Extracted material:
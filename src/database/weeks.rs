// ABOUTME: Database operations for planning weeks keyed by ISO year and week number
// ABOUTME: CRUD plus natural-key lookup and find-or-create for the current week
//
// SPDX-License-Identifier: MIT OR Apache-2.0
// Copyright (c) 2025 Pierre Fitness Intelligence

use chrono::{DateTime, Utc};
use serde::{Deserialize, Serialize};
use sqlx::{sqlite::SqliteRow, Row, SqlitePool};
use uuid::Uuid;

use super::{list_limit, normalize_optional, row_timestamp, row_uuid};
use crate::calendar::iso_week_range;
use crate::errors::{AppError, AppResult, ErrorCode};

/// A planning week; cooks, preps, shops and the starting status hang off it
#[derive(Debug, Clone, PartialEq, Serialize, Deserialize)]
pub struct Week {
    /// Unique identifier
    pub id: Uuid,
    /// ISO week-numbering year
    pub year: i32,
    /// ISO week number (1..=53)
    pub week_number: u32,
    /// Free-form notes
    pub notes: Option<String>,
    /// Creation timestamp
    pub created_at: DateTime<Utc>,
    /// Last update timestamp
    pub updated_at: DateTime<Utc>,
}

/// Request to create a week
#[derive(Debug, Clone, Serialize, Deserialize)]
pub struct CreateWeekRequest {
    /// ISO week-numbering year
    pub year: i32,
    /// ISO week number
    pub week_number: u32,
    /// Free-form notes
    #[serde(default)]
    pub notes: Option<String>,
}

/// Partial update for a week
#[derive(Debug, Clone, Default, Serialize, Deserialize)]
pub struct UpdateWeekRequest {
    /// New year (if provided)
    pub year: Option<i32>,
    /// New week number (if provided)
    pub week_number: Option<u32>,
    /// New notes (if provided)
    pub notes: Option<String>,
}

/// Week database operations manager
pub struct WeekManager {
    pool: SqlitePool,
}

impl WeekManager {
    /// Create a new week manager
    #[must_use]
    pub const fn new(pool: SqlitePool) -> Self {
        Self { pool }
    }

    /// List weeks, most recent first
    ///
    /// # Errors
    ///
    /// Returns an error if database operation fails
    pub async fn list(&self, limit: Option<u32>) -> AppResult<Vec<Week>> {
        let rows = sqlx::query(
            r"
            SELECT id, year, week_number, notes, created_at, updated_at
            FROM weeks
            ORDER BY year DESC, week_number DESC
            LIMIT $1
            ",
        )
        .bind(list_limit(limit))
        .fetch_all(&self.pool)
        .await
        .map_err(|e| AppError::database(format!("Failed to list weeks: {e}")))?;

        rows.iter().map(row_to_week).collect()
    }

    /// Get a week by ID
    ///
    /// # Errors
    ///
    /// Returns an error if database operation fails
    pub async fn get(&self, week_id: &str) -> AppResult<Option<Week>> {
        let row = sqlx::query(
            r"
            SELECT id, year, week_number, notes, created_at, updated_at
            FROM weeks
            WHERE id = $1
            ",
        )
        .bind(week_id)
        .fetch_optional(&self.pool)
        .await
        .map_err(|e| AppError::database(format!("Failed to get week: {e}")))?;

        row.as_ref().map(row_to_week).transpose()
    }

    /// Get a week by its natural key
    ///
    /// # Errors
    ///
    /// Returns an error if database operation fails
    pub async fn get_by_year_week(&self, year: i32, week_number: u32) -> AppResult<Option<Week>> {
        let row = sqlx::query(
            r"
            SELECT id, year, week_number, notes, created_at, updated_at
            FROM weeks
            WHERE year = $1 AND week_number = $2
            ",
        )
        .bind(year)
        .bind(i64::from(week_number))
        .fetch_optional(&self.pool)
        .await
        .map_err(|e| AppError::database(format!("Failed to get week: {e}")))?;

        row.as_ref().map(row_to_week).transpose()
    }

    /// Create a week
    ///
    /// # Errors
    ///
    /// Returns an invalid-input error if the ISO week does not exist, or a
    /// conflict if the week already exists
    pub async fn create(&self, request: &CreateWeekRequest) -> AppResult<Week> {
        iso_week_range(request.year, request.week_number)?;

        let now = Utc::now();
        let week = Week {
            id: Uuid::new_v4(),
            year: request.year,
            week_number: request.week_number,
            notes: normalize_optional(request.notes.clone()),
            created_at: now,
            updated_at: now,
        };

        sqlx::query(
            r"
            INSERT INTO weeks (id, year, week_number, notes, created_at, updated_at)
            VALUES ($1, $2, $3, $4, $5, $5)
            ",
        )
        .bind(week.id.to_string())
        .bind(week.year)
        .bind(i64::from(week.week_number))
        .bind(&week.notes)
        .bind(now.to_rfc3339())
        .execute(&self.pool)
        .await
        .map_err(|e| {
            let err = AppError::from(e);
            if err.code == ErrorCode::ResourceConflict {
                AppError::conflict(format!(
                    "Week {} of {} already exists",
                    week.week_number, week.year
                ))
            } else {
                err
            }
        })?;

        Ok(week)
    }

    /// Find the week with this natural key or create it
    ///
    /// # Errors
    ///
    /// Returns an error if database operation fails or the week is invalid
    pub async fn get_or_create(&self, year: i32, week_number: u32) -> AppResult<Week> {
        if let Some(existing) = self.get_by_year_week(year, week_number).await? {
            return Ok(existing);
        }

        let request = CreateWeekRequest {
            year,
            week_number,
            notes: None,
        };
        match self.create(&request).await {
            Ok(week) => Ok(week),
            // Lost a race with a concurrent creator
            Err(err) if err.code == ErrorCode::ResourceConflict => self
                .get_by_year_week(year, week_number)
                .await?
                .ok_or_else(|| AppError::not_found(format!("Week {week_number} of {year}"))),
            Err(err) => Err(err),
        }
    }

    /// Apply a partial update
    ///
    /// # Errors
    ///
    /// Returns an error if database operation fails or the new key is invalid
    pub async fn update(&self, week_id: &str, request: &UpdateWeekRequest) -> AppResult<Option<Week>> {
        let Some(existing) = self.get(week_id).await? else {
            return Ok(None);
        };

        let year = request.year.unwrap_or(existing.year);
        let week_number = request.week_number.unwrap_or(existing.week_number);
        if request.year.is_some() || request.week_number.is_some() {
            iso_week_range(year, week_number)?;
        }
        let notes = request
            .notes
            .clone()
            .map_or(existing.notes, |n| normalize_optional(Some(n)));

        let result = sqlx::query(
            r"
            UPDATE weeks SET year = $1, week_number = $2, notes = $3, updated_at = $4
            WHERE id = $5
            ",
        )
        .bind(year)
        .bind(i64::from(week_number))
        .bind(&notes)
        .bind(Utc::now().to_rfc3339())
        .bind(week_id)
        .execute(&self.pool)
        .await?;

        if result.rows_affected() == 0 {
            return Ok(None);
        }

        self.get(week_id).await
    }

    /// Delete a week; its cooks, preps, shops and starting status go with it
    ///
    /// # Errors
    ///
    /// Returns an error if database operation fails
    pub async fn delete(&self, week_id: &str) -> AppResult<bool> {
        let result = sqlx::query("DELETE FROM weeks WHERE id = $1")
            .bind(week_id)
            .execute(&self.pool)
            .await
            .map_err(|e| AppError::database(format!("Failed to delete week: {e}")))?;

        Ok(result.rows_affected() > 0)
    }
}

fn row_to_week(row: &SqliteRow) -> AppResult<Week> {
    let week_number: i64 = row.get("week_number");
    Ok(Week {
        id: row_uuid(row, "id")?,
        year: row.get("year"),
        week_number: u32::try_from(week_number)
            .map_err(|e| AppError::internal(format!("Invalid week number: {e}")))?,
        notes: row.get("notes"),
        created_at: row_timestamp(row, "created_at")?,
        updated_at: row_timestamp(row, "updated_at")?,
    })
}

To do:
Using the material, show each line where the string "SqlitePool" can be found.

Solution to the exercise:
use sqlx::{sqlite::SqliteRow, Row, SqlitePool};
    pool: SqlitePool,
    pub const fn new(pool: SqlitePool) -> Self {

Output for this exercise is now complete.